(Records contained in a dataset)

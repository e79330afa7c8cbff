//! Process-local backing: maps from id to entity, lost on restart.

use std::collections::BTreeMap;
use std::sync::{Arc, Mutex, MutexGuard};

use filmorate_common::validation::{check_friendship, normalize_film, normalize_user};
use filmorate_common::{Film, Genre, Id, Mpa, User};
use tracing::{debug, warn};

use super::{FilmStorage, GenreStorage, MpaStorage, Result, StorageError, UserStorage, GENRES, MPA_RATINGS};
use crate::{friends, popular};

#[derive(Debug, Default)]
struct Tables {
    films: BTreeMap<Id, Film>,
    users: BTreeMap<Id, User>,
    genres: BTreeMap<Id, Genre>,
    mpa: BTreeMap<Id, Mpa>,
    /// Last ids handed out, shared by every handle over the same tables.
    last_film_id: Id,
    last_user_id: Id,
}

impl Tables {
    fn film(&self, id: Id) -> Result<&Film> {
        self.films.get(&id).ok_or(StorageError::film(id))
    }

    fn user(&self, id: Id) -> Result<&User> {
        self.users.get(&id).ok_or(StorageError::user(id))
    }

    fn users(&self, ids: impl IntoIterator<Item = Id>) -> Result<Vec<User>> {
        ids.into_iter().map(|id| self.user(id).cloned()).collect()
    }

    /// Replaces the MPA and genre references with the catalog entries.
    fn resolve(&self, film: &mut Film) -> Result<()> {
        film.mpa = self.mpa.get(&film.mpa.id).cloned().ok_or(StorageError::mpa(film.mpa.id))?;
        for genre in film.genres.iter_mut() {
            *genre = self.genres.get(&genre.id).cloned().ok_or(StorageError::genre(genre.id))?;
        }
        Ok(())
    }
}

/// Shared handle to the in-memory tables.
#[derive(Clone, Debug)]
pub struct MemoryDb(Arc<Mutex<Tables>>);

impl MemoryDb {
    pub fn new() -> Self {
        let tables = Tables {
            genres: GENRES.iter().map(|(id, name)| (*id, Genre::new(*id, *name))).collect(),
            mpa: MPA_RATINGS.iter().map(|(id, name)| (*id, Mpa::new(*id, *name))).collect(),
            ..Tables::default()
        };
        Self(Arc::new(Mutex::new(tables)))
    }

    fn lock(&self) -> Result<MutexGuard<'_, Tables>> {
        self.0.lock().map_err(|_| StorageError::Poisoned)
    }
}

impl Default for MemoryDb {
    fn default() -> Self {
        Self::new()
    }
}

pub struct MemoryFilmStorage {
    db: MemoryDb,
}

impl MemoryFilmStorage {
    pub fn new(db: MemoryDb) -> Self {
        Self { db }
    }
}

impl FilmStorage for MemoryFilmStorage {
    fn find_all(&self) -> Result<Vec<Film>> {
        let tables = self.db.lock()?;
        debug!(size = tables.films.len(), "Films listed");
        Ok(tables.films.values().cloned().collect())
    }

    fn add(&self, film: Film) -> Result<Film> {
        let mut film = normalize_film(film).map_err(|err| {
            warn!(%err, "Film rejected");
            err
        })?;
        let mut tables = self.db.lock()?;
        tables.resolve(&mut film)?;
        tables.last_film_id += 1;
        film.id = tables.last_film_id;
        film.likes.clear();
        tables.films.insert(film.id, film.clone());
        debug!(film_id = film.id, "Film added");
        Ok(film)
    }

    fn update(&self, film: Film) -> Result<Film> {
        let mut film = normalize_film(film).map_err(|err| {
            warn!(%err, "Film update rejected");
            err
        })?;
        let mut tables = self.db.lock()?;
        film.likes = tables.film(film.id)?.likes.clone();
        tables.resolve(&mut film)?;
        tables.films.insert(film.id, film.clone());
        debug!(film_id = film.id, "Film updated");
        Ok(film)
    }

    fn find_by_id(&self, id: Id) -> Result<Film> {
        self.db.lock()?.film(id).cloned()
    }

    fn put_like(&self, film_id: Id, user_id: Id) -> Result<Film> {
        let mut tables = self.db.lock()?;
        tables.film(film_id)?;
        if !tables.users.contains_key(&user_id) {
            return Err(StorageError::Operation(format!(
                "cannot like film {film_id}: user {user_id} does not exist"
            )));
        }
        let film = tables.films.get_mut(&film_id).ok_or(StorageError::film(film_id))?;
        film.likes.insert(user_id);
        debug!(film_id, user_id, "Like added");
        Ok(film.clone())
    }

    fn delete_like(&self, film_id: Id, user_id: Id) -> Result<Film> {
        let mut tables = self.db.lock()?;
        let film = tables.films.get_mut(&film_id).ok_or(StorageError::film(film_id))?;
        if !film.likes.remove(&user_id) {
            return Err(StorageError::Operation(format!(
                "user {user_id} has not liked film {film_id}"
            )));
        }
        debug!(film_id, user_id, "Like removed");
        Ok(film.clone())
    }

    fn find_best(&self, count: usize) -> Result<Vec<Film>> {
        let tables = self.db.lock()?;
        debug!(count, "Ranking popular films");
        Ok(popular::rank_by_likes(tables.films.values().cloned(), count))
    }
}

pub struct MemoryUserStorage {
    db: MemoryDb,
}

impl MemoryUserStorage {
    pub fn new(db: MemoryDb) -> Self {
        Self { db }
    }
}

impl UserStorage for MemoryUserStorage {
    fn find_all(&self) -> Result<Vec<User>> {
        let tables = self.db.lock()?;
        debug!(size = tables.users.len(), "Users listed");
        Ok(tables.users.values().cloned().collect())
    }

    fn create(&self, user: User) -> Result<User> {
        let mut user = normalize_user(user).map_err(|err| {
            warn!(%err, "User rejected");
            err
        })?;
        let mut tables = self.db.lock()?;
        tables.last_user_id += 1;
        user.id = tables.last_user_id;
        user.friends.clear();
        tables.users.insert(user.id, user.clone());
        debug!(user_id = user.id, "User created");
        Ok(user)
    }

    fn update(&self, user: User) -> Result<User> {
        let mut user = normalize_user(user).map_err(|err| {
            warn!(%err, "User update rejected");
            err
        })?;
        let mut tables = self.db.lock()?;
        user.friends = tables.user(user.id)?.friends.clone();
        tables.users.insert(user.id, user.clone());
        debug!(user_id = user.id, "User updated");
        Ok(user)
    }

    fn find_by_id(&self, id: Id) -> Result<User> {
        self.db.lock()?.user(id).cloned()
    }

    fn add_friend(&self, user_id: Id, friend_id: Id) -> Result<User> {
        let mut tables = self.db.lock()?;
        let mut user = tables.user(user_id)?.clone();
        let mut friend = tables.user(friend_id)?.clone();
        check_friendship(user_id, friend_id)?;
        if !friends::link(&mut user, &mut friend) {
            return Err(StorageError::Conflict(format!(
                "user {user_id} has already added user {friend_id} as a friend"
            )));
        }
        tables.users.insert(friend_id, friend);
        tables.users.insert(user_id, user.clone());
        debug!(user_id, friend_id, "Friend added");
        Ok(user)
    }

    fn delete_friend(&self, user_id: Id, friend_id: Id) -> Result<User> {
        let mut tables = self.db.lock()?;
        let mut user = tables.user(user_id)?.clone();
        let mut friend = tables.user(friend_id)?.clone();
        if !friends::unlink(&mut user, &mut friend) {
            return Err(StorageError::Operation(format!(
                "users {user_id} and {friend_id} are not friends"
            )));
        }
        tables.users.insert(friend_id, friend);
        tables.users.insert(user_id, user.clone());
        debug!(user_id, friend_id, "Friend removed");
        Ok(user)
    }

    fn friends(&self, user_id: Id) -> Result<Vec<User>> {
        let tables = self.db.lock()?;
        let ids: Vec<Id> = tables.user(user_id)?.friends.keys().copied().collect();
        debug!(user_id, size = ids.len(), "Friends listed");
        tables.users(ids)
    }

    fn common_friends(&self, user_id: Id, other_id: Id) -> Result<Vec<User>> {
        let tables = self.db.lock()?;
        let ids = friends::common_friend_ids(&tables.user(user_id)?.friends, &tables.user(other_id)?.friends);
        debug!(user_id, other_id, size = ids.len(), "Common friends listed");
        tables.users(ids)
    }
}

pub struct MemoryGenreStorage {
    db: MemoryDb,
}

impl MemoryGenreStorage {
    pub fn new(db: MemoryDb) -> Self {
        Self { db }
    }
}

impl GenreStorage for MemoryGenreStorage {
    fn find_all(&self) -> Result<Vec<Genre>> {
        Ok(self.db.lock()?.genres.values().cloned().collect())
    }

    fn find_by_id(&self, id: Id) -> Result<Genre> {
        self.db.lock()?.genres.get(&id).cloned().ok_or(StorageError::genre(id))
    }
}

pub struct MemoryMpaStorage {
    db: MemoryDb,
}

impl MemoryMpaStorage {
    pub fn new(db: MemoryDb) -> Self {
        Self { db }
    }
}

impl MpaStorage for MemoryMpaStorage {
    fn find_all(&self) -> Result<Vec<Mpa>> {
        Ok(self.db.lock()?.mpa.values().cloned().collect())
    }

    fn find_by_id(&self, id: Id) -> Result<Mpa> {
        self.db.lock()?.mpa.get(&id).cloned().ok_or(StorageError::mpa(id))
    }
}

TASK DIRECTIONS
Stop at the line containing "for genre in". Please print exactly every line before it from the start of the records, plus that line itself, and nothing else.

WRITTEN RESPONSE
repository e79330afa7c8cbff
//! Process-local backing: maps from id to entity, lost on restart.

use std::collections::BTreeMap;
use std::sync::{Arc, Mutex, MutexGuard};

use filmorate_common::validation::{check_friendship, normalize_film, normalize_user};
use filmorate_common::{Film, Genre, Id, Mpa, User};
use tracing::{debug, warn};

use super::{FilmStorage, GenreStorage, MpaStorage, Result, StorageError, UserStorage, GENRES, MPA_RATINGS};
use crate::{friends, popular};

#[derive(Debug, Default)]
struct Tables {
    films: BTreeMap<Id, Film>,
    users: BTreeMap<Id, User>,
    genres: BTreeMap<Id, Genre>,
    mpa: BTreeMap<Id, Mpa>,
    /// Last ids handed out, shared by every handle over the same tables.
    last_film_id: Id,
    last_user_id: Id,
}

impl Tables {
    fn film(&self, id: Id) -> Result<&Film> {
        self.films.get(&id).ok_or(StorageError::film(id))
    }

    fn user(&self, id: Id) -> Result<&User> {
        self.users.get(&id).ok_or(StorageError::user(id))
    }

    fn users(&self, ids: impl IntoIterator<Item = Id>) -> Result<Vec<User>> {
        ids.into_iter().map(|id| self.user(id).cloned()).collect()
    }

    /// Replaces the MPA and genre references with the catalog entries.
    fn resolve(&self, film: &mut Film) -> Result<()> {
        film.mpa = self.mpa.get(&film.mpa.id).cloned().ok_or(StorageError::mpa(film.mpa.id))?;
        for genre in film.genres.iter_mut() {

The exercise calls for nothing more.